Spinal surgery involving intervertebral discs is almost always used to treat patients with herniated discs. In these cases, the most common type of surgery is a discectomy, in which the effected disc is completely removed [1, 2, 3]. These surgeries can be performed non-invasively with little need for extensive post-op recovery. Other less common procedures involve removing sections of the vertebrae or just removing the fluid of the nucleus pulposus [3]. Once the degenerated and/or herniated disc is removed, something must be done to fill in the gap and stabilize the spinal cord.
Spinal fusion surgeries are the most common method of stabilizing the spinal cord after a diseconomy. Spinal fusion involves binding the two surrounding vertebrae together while filling in the remaining gap with either a bone graft or artificial material [3].
Screws are often used to secure the two vertebrae after the appropriate filler material has been inserted. Spinal fusion surgeries then often rely on new bone growing into the area after the surgery so that the connection can become more secure, stable, and natural [3]. The surgery is complete once the herniated disc has been removed, the filler material added, and the vertebrae fused. This type of procedure, however, greatly reduces the patient’s mobility and range of motion post-operatively. Because the two vertebrae are solidly fused together, rotation and bending around that area of the spine are greatly restricted [3]. Thus, the patient does not have the same ease and range of motion  they had before the operation. A promising alternative to this problem is to avoid using the spinal fusion surgery and use artificial intervertebral discs in place of the herniated disc.
Several types of artificial intervertebral discs exist that are made of strong metals and plastics, and are meant to functionally fill in for the removed intervertebral disc. These types of devices often consist of two metal pieces that are seeded and cemented into the upper and lower vertebrae surrounding the removed disc. The metal pieces consist of strong, corrosion-resistant alloys of metals such as cobalt, chromium, and/or titanium. Then, a piece of high-density polyethylene plastic is sandwiched in between the metal pieces to act as a point of movement so that the spine may slide, bend, and flex around the artificial disc [3].
This provides several advantages over the spinal fusion method, namely that the range of motion is almost completely restored, allowing the patient to move normally after the surgery. There are, however, still many problems with the artificial disc method.
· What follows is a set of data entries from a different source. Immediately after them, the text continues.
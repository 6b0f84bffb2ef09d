//! Screen regions, shared by the renderer and mouse hit testing

use ratatui::layout::{Constraint, Direction, Layout, Margin, Position, Rect};

use crate::app::{App, GLOSSARY_COLUMNS};
use crate::content::{COMPARISON, GLOSSARY, STEPS};

/// Collapsed step card: border, title, border
const STEP_CARD_HEIGHT: u16 = 3;
const GLOSSARY_HEIGHT: u16 = 12;
const COMPARISON_HEIGHT: u16 = 6;
pub const THEME_BUTTON_WIDTH: u16 = 5;

#[derive(Debug, Clone, Default)]
pub struct ScreenLayout {
    pub title: Rect,
    pub theme_button: Rect,
    pub steps: Rect,
    pub step_cards: Vec<Rect>,
    pub languages: Rect,
    pub comparison: Vec<Rect>,
    pub glossary: Rect,
    pub glossary_cards: Vec<Rect>,
    pub footer: Rect,
}

impl ScreenLayout {
    pub fn compute(area: Rect, app: &App) -> Self {
        let rows = Layout::default()
            .direction(Direction::Vertical)
            .constraints([
                Constraint::Length(1),               // Title + theme button
                Constraint::Min(STEP_CARD_HEIGHT),   // Steps | Languages
                Constraint::Length(GLOSSARY_HEIGHT), // Glossary grid
                Constraint::Length(1),               // Footer
            ])
            .split(area);

        let title = rows[0];
        let button_width = THEME_BUTTON_WIDTH.min(title.width);
        let theme_button = Rect::new(title.right() - button_width, title.y, button_width, title.height);

        let columns = Layout::default()
            .direction(Direction::Horizontal)
            .constraints([Constraint::Percentage(40), Constraint::Percentage(60)])
            .split(rows[1]);
        let steps = columns[0];

        let right = Layout::default()
            .direction(Direction::Vertical)
            .constraints([Constraint::Min(3), Constraint::Length(COMPARISON_HEIGHT)])
            .split(columns[1]);
        let languages = right[0];
        let comparison = Layout::default()
            .direction(Direction::Horizontal)
            .constraints(vec![Constraint::Ratio(1, COMPARISON.len() as u32); COMPARISON.len()])
            .split(right[1])
            .to_vec();

        let glossary = rows[2];

        Self {
            title,
            theme_button,
            steps,
            step_cards: step_cards(steps, app.active_step),
            languages,
            comparison,
            glossary,
            glossary_cards: glossary_cards(glossary),
            footer: rows[3],
        }
    }

    pub fn step_at(&self, column: u16, row: u16) -> Option<usize> {
        let pos = Position::new(column, row);
        self.step_cards.iter().position(|r| r.contains(pos))
    }

    pub fn term_at(&self, column: u16, row: u16) -> Option<usize> {
        let pos = Position::new(column, row);
        self.glossary_cards.iter().position(|r| r.contains(pos))
    }

    pub fn theme_button_at(&self, column: u16, row: u16) -> bool {
        self.theme_button.contains(Position::new(column, row))
    }

    pub fn languages_at(&self, column: u16, row: u16) -> bool {
        self.languages.contains(Position::new(column, row))
    }
}

/// Cards stack top to bottom; the active one grows by its detail list.
/// Cards pushed past the panel bottom are clipped to nothing.
fn step_cards(panel: Rect, active: Option<usize>) -> Vec<Rect> {
    let inner = panel.inner(Margin { horizontal: 1, vertical: 1 });
    let mut y = inner.y;

    STEPS
        .iter()
        .enumerate()
        .map(|(i, step)| {
            let height = if active == Some(i) {
                STEP_CARD_HEIGHT + step.details.len() as u16
            } else {
                STEP_CARD_HEIGHT
            };
            let card = Rect::new(inner.x, y.min(inner.bottom()), inner.width, height).intersection(inner);
            y = y.saturating_add(height);
            card
        })
        .collect()
}

fn glossary_cards(panel: Rect) -> Vec<Rect> {
    let inner = panel.inner(Margin { horizontal: 1, vertical: 1 });
    let row_count = GLOSSARY.len().div_ceil(GLOSSARY_COLUMNS);

    let rows = Layout::default()
        .direction(Direction::Vertical)
        .constraints(vec![Constraint::Ratio(1, row_count as u32); row_count])
        .split(inner);

    rows.iter()
        .flat_map(|row| {
            Layout::default()
                .direction(Direction::Horizontal)
                .constraints(vec![Constraint::Ratio(1, GLOSSARY_COLUMNS as u32); GLOSSARY_COLUMNS])
                .split(*row)
                .to_vec()
        })
        .take(GLOSSARY.len())
        .collect()
}

#[cfg(test)]
mod tests {
    use super::*;
    use crate::config::AppConfig;

    #[test]
    fn test_cards_present_and_ordered() {
        let app = App::new(&AppConfig::default());
        let layout = ScreenLayout::compute(Rect::new(0, 0, 160, 60), &app);
        assert_eq!(layout.step_cards.len(), STEPS.len());
        assert_eq!(layout.glossary_cards.len(), GLOSSARY.len());
        for pair in layout.step_cards.windows(2) {
            assert_eq!(pair[0].bottom(), pair[1].y);
        }
        assert_eq!(layout.glossary_cards[0].y, layout.glossary_cards[3].y);
        assert!(layout.glossary_cards[4].y > layout.glossary_cards[0].y);
    }

    #[test]
    fn test_active_card_grows() {
        let mut app = App::new(&AppConfig::default());
        app.on_step_hover_enter(1);
        let layout = ScreenLayout::compute(Rect::new(0, 0, 160, 60), &app);
        assert_eq!(layout.step_cards[0].height, STEP_CARD_HEIGHT);
        assert_eq!(layout.step_cards[1].height, STEP_CARD_HEIGHT + 4);
    }

    #[test]
    fn test_hit_testing() {
        let app = App::new(&AppConfig::default());
        let layout = ScreenLayout::compute(Rect::new(0, 0, 160, 60), &app);
        let card = layout.step_cards[4];
        assert_eq!(layout.step_at(card.x, card.y), Some(4));
        let term = layout.glossary_cards[6];
        assert_eq!(layout.term_at(term.x + 1, term.y + 1), Some(6));
        assert_eq!(layout.step_at(0, 0), None);
        assert!(layout.theme_button_at(159, 0));
        assert!(!layout.theme_button_at(0, 0));
    }

    #[test]
    fn test_tiny_terminal_clips_cards() {
        let app = App::new(&AppConfig::default());
        let layout = ScreenLayout::compute(Rect::new(0, 0, 40, 10), &app);
        assert!(layout.step_cards.iter().all(|r| r.bottom() <= layout.steps.bottom()));
    }

    #[test]
    fn test_clipped_cards_are_empty_and_unhittable() {
        let panel = Rect::new(0, 1, 40, 5);
        let cards = step_cards(panel, Some(0));
        let inner_bottom = panel.bottom() - 1;
        assert_eq!(cards[0].height, 3);
        for card in &cards[1..] {
            assert_eq!(card.height, 0);
            assert!(card.y <= inner_bottom);
        }
        let layout = ScreenLayout { step_cards: cards, ..ScreenLayout::default() };
        assert_eq!(layout.step_at(1, inner_bottom), None);
    }
}
//! Error types for config handling

use std::path::PathBuf;
use thiserror::Error;

#[derive(Error, Debug)]
pub enum ConfigError {
    #[error("Could not find config directory")]
    NoConfigDir,

    #[error("Failed to read config {path}: {source}")]
    Read {
        path: PathBuf,
        #[source]
        source: std::io::Error,
    },

    #[error("Failed to parse config {path}: {source}")]
    Parse {
        path: PathBuf,
        #[source]
        source: toml::de::Error,
    },

    #[error("Failed to serialize config: {0}")]
    Serialize(#[from] toml::ser::Error),

    #[error("Failed to write config {path}: {source}")]
    Write {
        path: PathBuf,
        #[source]
        source: std::io::Error,
    },
}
The most prevalent problem is wear of the parts. As time goes on, the polyethylene plastic, and in some cases the metal, begin to wear out and emit debris, know as particle wear. When this occurs, the immune system of the body responds to these particles by attacking them, and a side effect of this response is that local bone is also attacked. This can results in the metal parts breaking away from the vertebrae, rendering the device useless [3]. Another drawback of these devices is that they result in highly unstable spines in patients that have had more than one discectomy. Although useful in some cases, there is still a need for a better alternative to dealing with intervertebral disc problems. This is where tissue engineering approaches to solving this problem may prove very useful.